Is meritocracy a bad thing? Michael Young, the British sociologist and author of The Rise of the Meritocracy viewed it as dystopia. Picking upon this, The Economist ran a leader article titled Repairing the Rungs on the Ladder: How to Prevent Virtuous Meritocracy Entrenching Itself at the Top on diminishing social mobility in the United States.
The Economist: Social Mobility in America

Meritocracy and class
Simply stated, in a meritocracy those with superlative talent achieve advantage. And since ability is transmitted from one generation to another not merely genetically but continuously and organically in the life of the family, the privilege of the the intelligent, creative and connected compounds. Highly educated, intelligent parents are also notorious for seeking learning opportunities for their children. And so the advantages of meritocracy accrue to the children of intellectual elites.

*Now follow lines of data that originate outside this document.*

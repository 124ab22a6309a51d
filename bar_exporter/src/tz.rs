//! Time zone parsing and epoch-timestamp rendering.
//!
//! What this module provides:
//! - [`parse_tz`]: Parse an IANA zone name (e.g. "America/New_York", or the legacy
//!   alias "US/Eastern") into a [`chrono_tz::Tz`].
//! - [`render_datetime`]: Render a UTC instant as a wall-clock string, either in UTC
//!   or converted to a zone, without an offset suffix.
//!
//! Notes:
//! - Output is always `%Y-%m-%d %H:%M:%S`. Zoned output drops the offset, so the two
//!   wall times that occur during a "fall back" hour render identically; the rows still
//!   keep provider order.
//!
//! Examples
//! - 1704205800000 ms, naive UTC -> "2024-01-02 14:30:00"
//! - 1704205800000 ms, US/Eastern -> "2024-01-02 09:30:00" (EST, UTC-5)
//! - 1710163800000 ms, US/Eastern -> "2024-03-11 09:30:00" (EDT, UTC-4)

use chrono::{DateTime, Utc};
use chrono_tz::Tz;
use thiserror::Error;

use crate::models::table::DatetimeMode;

/// Format used for the `Datetime` column.
pub const DATETIME_FORMAT: &str = "%Y-%m-%d %H:%M:%S";

/// Zone the per-symbol preset converts to.
pub const US_EASTERN: Tz = chrono_tz::US::Eastern;

/// Time zone name could not be resolved.
#[derive(Debug, Error, PartialEq, Eq)]
#[error("unknown time zone: {name}")]
pub struct UnknownTimeZone {
    pub name: String,
}

/// Parse an IANA zone name.
pub fn parse_tz(name: &str) -> Result<Tz, UnknownTimeZone> {
    name.trim().parse::<Tz>().map_err(|_| UnknownTimeZone {
        name: name.to_string(),
    })
}

/// Render a UTC instant according to `mode`.
pub fn render_datetime(dt: DateTime<Utc>, mode: DatetimeMode) -> String {
    match mode {
        DatetimeMode::NaiveUtc => dt.naive_utc().format(DATETIME_FORMAT).to_string(),
        DatetimeMode::Zoned(tz) => dt.with_timezone(&tz).format(DATETIME_FORMAT).to_string(),
    }
}

#[cfg(test)]
mod tests {
    use super::*;
    use chrono::TimeZone;

    #[test]
    fn legacy_us_eastern_alias_parses() {
        assert_eq!(parse_tz("US/Eastern").unwrap(), US_EASTERN);
        assert_eq!(parse_tz(" America/New_York ").unwrap(), chrono_tz::America::New_York);
    }

    #[test]
    fn unknown_zone_is_error() {
        let err = parse_tz("Mars/Olympus_Mons").unwrap_err();
        assert_eq!(err.name, "Mars/Olympus_Mons");
    }

    #[test]
    fn naive_utc_has_no_suffix() {
        let dt = Utc.with_ymd_and_hms(2024, 1, 2, 14, 30, 0).unwrap();
        assert_eq!(render_datetime(dt, DatetimeMode::NaiveUtc), "2024-01-02 14:30:00");
    }

    #[test]
    fn eastern_tracks_daylight_saving() {
        // Winter: UTC-5
        let winter = Utc.with_ymd_and_hms(2024, 1, 2, 14, 30, 0).unwrap();
        assert_eq!(
            render_datetime(winter, DatetimeMode::Zoned(US_EASTERN)),
            "2024-01-02 09:30:00"
        );

        // After the 2024-03-10 spring-forward: UTC-4
        let summer = Utc.with_ymd_and_hms(2024, 3, 11, 13, 30, 0).unwrap();
        assert_eq!(
            render_datetime(summer, DatetimeMode::Zoned(US_EASTERN)),
            "2024-03-11 09:30:00"
        );
    }

    #[test]
    fn zoned_render_crosses_midnight() {
        // 02:00Z on Jan 3 is still Jan 2 in New York.
        let dt = Utc.with_ymd_and_hms(2024, 1, 3, 2, 0, 0).unwrap();
        assert_eq!(
            render_datetime(dt, DatetimeMode::Zoned(US_EASTERN)),
            "2024-01-02 21:00:00"
        );
    }
}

This genetic and cultural transmission occurs at the other end of the spectrum too. If your parents were of below average intelligence, never married, and your mother completed only secondary education, it sets you exceedingly low on the merit scale because you inherit not only your parents genetics, but their culture. Consequently, it is exceedingly difficult for this group to achieve social mobility. The parental investment, social stability, and language rich environment that constitute advantage are lacking. Hence, the Economist laments the increasing social immobility of children born into these families.

Virtuous Meritocracy
What was strikingly absent from the Economist article was the centrality of virtue. The fact that advantage, wealth and power accrue to the intellectual elite magnifies the primacy of virtue. For if those elites employ their wealth, influence and intellectual powers to serve the good of the disadvantaged, then there can hardly be a better social scenario for all involved. This is wealth redistribution in the very best sense: capital put to work for those who need it most by those who can steward it well and truly seek the good of those they serve.

Meritocracy is good for human society if and only if virtue is more cherished than skill. Then it is truly virtuous meritocracy.